**PROBLEM:** Output every entry verbatim.

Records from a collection

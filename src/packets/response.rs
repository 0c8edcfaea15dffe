//! Typed response bodies.
//!
//! Every known response id parses into a [`ResponseBody`] at decode time so
//! dispatch and callers work with domain values, never raw offsets. The raw
//! frame stays the encoding source of truth; the body is a validated view.

use bytes::Bytes;

use crate::data::{
    AlertData, DisplayData, SavvyStatus, SweepDefinition, SweepSection, VolumeSettings,
    USER_BYTES_LEN,
};
use crate::error::EspError;
use crate::protocol::PacketId;

/// Parsed payload of a response or notification packet.
#[derive(Debug, Clone, PartialEq)]
pub enum ResponseBody {
    /// Version string, e.g. `V4.1032`.
    Version(String),
    /// Serial number string.
    SerialNumber(String),
    /// The six raw user bytes.
    UserBytes([u8; USER_BYTES_LEN]),
    /// One sweep definition out of a multi-packet set.
    SweepDefinition(SweepDefinition),
    /// Highest valid sweep slot index.
    MaxSweepIndex(u8),
    /// Zero on success, else the 1-based index of the rejected definition.
    SweepWriteResult(u8),
    /// Up to three sweep sections from one packet.
    SweepSections(Vec<SweepSection>),
    /// One factory-default sweep definition out of a multi-packet set.
    DefaultSweepDefinition(SweepDefinition),
    /// Front-panel state broadcast.
    DisplayData(DisplayData),
    /// One alert out of the current alert table.
    AlertData(AlertData),
    /// The device acknowledged receipt of the given request id.
    DataReceived(u8),
    /// Battery voltage as integer and tenths digits.
    BatteryVoltage { volts: u8, tenths: u8 },
    /// The destination does not support the given request id.
    Unsupported(u8),
    /// The destination could not process the given request id right now.
    NotProcessed(u8),
    /// Request ids the V1 is still busy processing.
    V1Busy(Vec<u8>),
    /// The destination reported a data error for the given request id.
    DataError(u8),
    /// SAVVY accessory status.
    SavvyStatus(SavvyStatus),
    /// Vehicle speed as reported through the SAVVY.
    VehicleSpeed(u8),
    /// Current main/muted volume.
    CurrentVolume(VolumeSettings),
}

impl ResponseBody {
    /// Parse the payload of a known response id.
    ///
    /// Returns [`EspError::MalformedPayload`] when the payload is too short
    /// for the id's shape; the raw bytes ride along for the malformed-data
    /// report.
    pub fn parse(id: PacketId, payload: &Bytes) -> Result<Self, EspError> {
        let malformed = || EspError::MalformedPayload {
            packet_id: id.to_byte(),
            payload: payload.clone(),
        };

        let body = match id {
            PacketId::RespVersion => ResponseBody::Version(ascii_string(payload)),
            PacketId::RespSerialNumber => ResponseBody::SerialNumber(ascii_string(payload)),
            PacketId::RespUserBytes => {
                let bytes: [u8; USER_BYTES_LEN] = payload
                    .get(..USER_BYTES_LEN)
                    .and_then(|b| b.try_into().ok())
                    .ok_or_else(malformed)?;
                ResponseBody::UserBytes(bytes)
            }
            PacketId::RespSweepDefinition => ResponseBody::SweepDefinition(
                SweepDefinition::from_payload(payload).ok_or_else(malformed)?,
            ),
            PacketId::RespMaxSweepIndex => {
                ResponseBody::MaxSweepIndex(*payload.first().ok_or_else(malformed)?)
            }
            PacketId::RespSweepWriteResult => {
                ResponseBody::SweepWriteResult(*payload.first().ok_or_else(malformed)?)
            }
            PacketId::RespSweepSections => {
                if payload.len() < crate::data::sweep::SWEEP_ENTRY_LEN {
                    return Err(malformed());
                }
                ResponseBody::SweepSections(SweepSection::all_from_payload(payload))
            }
            PacketId::RespDefaultSweepDefinitions => ResponseBody::DefaultSweepDefinition(
                SweepDefinition::from_payload(payload).ok_or_else(malformed)?,
            ),
            PacketId::InfDisplayData => ResponseBody::DisplayData(
                DisplayData::from_payload(payload).ok_or_else(malformed)?,
            ),
            PacketId::RespAlertData => {
                ResponseBody::AlertData(AlertData::from_payload(payload).ok_or_else(malformed)?)
            }
            PacketId::RespDataReceived => {
                ResponseBody::DataReceived(*payload.first().ok_or_else(malformed)?)
            }
            PacketId::RespBatteryVoltage => {
                let volts = *payload.first().ok_or_else(malformed)?;
                let tenths = *payload.get(1).ok_or_else(malformed)?;
                ResponseBody::BatteryVoltage { volts, tenths }
            }
            PacketId::RespUnsupportedPacket => {
                ResponseBody::Unsupported(*payload.first().ok_or_else(malformed)?)
            }
            PacketId::RespRequestNotProcessed => {
                ResponseBody::NotProcessed(*payload.first().ok_or_else(malformed)?)
            }
            PacketId::InfV1Busy => ResponseBody::V1Busy(payload.to_vec()),
            PacketId::RespDataError => {
                ResponseBody::DataError(*payload.first().ok_or_else(malformed)?)
            }
            PacketId::RespSavvyStatus => ResponseBody::SavvyStatus(
                SavvyStatus::from_payload(payload).ok_or_else(malformed)?,
            ),
            PacketId::RespVehicleSpeed => {
                ResponseBody::VehicleSpeed(*payload.first().ok_or_else(malformed)?)
            }
            PacketId::RespCurrentVolume => ResponseBody::CurrentVolume(
                VolumeSettings::from_payload(payload).ok_or_else(malformed)?,
            ),
            other => {
                debug_assert!(false, "parse called for non-response id {other:?}");
                return Err(malformed());
            }
        };
        Ok(body)
    }

    /// True for the three device-reported failure notifications.
    pub fn is_failure(&self) -> bool {
        matches!(
            self,
            ResponseBody::Unsupported(_)
                | ResponseBody::NotProcessed(_)
                | ResponseBody::DataError(_)
        )
    }
}

/// Collect ASCII characters up to the first NUL.
fn ascii_string(payload: &[u8]) -> String {
    payload
        .iter()
        .take_while(|&&b| b != 0)
        .map(|&b| b as char)
        .collect()
}

/// Parse the numeric part of a 7-character version string (`V4.1032` →
/// `4.1032`). `None` if the string has an unexpected shape.
pub fn version_value(version: &str) -> Option<f64> {
    let mut chars = version.chars();
    let first = chars.next()?;
    if version.len() != 7 || !first.is_ascii_alphabetic() {
        return None;
    }
    version[1..].parse().ok()
}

**TASK OUTPUT:**
filename src/packets/response.rs
repository 0c8edcfaea15dffe
//! Typed response bodies.
//!
//! Every known response id parses into a [`ResponseBody`] at decode time so
//! dispatch and callers work with domain values, never raw offsets. The raw
//! frame stays the encoding source of truth; the body is a validated view.

use bytes::Bytes;

use crate::data::{
    AlertData, DisplayData, SavvyStatus, SweepDefinition, SweepSection, VolumeSettings,
    USER_BYTES_LEN,
};
use crate::error::EspError;
use crate::protocol::PacketId;

/// Parsed payload of a response or notification packet.
#[derive(Debug, Clone, PartialEq)]
pub enum ResponseBody {
    /// Version string, e.g. `V4.1032`.
    Version(String),
    /// Serial number string.
    SerialNumber(String),
    /// The six raw user bytes.
    UserBytes([u8; USER_BYTES_LEN]),
    /// One sweep definition out of a multi-packet set.
    SweepDefinition(SweepDefinition),
    /// Highest valid sweep slot index.
    MaxSweepIndex(u8),
    /// Zero on success, else the 1-based index of the rejected definition.
    SweepWriteResult(u8),
    /// Up to three sweep sections from one packet.
    SweepSections(Vec<SweepSection>),
    /// One factory-default sweep definition out of a multi-packet set.
    DefaultSweepDefinition(SweepDefinition),
    /// Front-panel state broadcast.
    DisplayData(DisplayData),
    /// One alert out of the current alert table.
    AlertData(AlertData),
    /// The device acknowledged receipt of the given request id.
    DataReceived(u8),
    /// Battery voltage as integer and tenths digits.
    BatteryVoltage { volts: u8, tenths: u8 },
    /// The destination does not support the given request id.
    Unsupported(u8),
    /// The destination could not process the given request id right now.
    NotProcessed(u8),
    /// Request ids the V1 is still busy processing.
    V1Busy(Vec<u8>),
    /// The destination reported a data error for the given request id.
    DataError(u8),
    /// SAVVY accessory status.
    SavvyStatus(SavvyStatus),
    /// Vehicle speed as reported through the SAVVY.
    VehicleSpeed(u8),
    /// Current main/muted volume.
    CurrentVolume(VolumeSettings),
}

impl ResponseBody {
    /// Parse the payload of a known response id.
    ///
    /// Returns [`EspError::MalformedPayload`] when the payload is too short
    /// for the id's shape; the raw bytes ride along for the malformed-data
    /// report.
    pub fn parse(id: PacketId, payload: &Bytes) -> Result<Self, EspError> {
        let malformed = || EspError::MalformedPayload {
            packet_id: id.to_byte(),
            payload: payload.clone(),
        };

        let body = match id {
            PacketId::RespVersion => ResponseBody::Version(ascii_string(payload)),
            PacketId::RespSerialNumber => ResponseBody::SerialNumber(ascii_string(payload)),
            PacketId::RespUserBytes => {
                let bytes: [u8; USER_BYTES_LEN] = payload
                    .get(..USER_BYTES_LEN)
                    .and_then(|b| b.try_into().ok())
                    .ok_or_else(malformed)?;
                ResponseBody::UserBytes(bytes)
            }
            PacketId::RespSweepDefinition => ResponseBody::SweepDefinition(
                SweepDefinition::from_payload(payload).ok_or_else(malformed)?,
            ),
            PacketId::RespMaxSweepIndex => {
                ResponseBody::MaxSweepIndex(*payload.first().ok_or_else(malformed)?)
            }
            PacketId::RespSweepWriteResult => {
                ResponseBody::SweepWriteResult(*payload.first().ok_or_else(malformed)?)
            }
            PacketId::RespSweepSections => {
                if payload.len() < crate::data::sweep::SWEEP_ENTRY_LEN {
                    return Err(malformed());
                }
                ResponseBody::SweepSections(SweepSection::all_from_payload(payload))
            }
            PacketId::RespDefaultSweepDefinitions => ResponseBody::DefaultSweepDefinition(
                SweepDefinition::from_payload(payload).ok_or_else(malformed)?,
            ),
            PacketId::InfDisplayData => ResponseBody::DisplayData(
                DisplayData::from_payload(payload).ok_or_else(malformed)?,
            ),
            PacketId::RespAlertData => {
                ResponseBody::AlertData(AlertData::from_payload(payload).ok_or_else(malformed)?)
            }
            PacketId::RespDataReceived => {
                ResponseBody::DataReceived(*payload.first().ok_or_else(malformed)?)
            }
            PacketId::RespBatteryVoltage => {
                let volts = *payload.first().ok_or_else(malformed)?;
                let tenths = *payload.get(1).ok_or_else(malformed)?;
                ResponseBody::BatteryVoltage { volts, tenths }
            }
            PacketId::RespUnsupportedPacket => {
                ResponseBody::Unsupported(*payload.first().ok_or_else(malformed)?)
            }
            PacketId::RespRequestNotProcessed => {
                ResponseBody::NotProcessed(*payload.first().ok_or_else(malformed)?)
            }
            PacketId::InfV1Busy => ResponseBody::V1Busy(payload.to_vec()),
            PacketId::RespDataError => {
                ResponseBody::DataError(*payload.first().ok_or_else(malformed)?)
            }
            PacketId::RespSavvyStatus => ResponseBody::SavvyStatus(
                SavvyStatus::from_payload(payload).ok_or_else(malformed)?,
            ),
            PacketId::RespVehicleSpeed => {
                ResponseBody::VehicleSpeed(*payload.first().ok_or_else(malformed)?)
            }
            PacketId::RespCurrentVolume => ResponseBody::CurrentVolume(
                VolumeSettings::from_payload(payload).ok_or_else(malformed)?,
            ),
            other => {
                debug_assert!(false, "parse called for non-response id {other:?}");
                return Err(malformed());
            }
        };
        Ok(body)
    }

    /// True for the three device-reported failure notifications.
    pub fn is_failure(&self) -> bool {
        matches!(
            self,
            ResponseBody::Unsupported(_)
                | ResponseBody::NotProcessed(_)
                | ResponseBody::DataError(_)
        )
    }
}

/// Collect ASCII characters up to the first NUL.
fn ascii_string(payload: &[u8]) -> String {
    payload
        .iter()
        .take_while(|&&b| b != 0)
        .map(|&b| b as char)
        .collect()
}

/// Parse the numeric part of a 7-character version string (`V4.1032` →
/// `4.1032`). `None` if the string has an unexpected shape.
pub fn version_value(version: &str) -> Option<f64> {
    let mut chars = version.chars();
    let first = chars.next()?;
    if version.len() != 7 || !first.is_ascii_alphabetic() {
        return None;
    }
    version[1..].parse().ok()
}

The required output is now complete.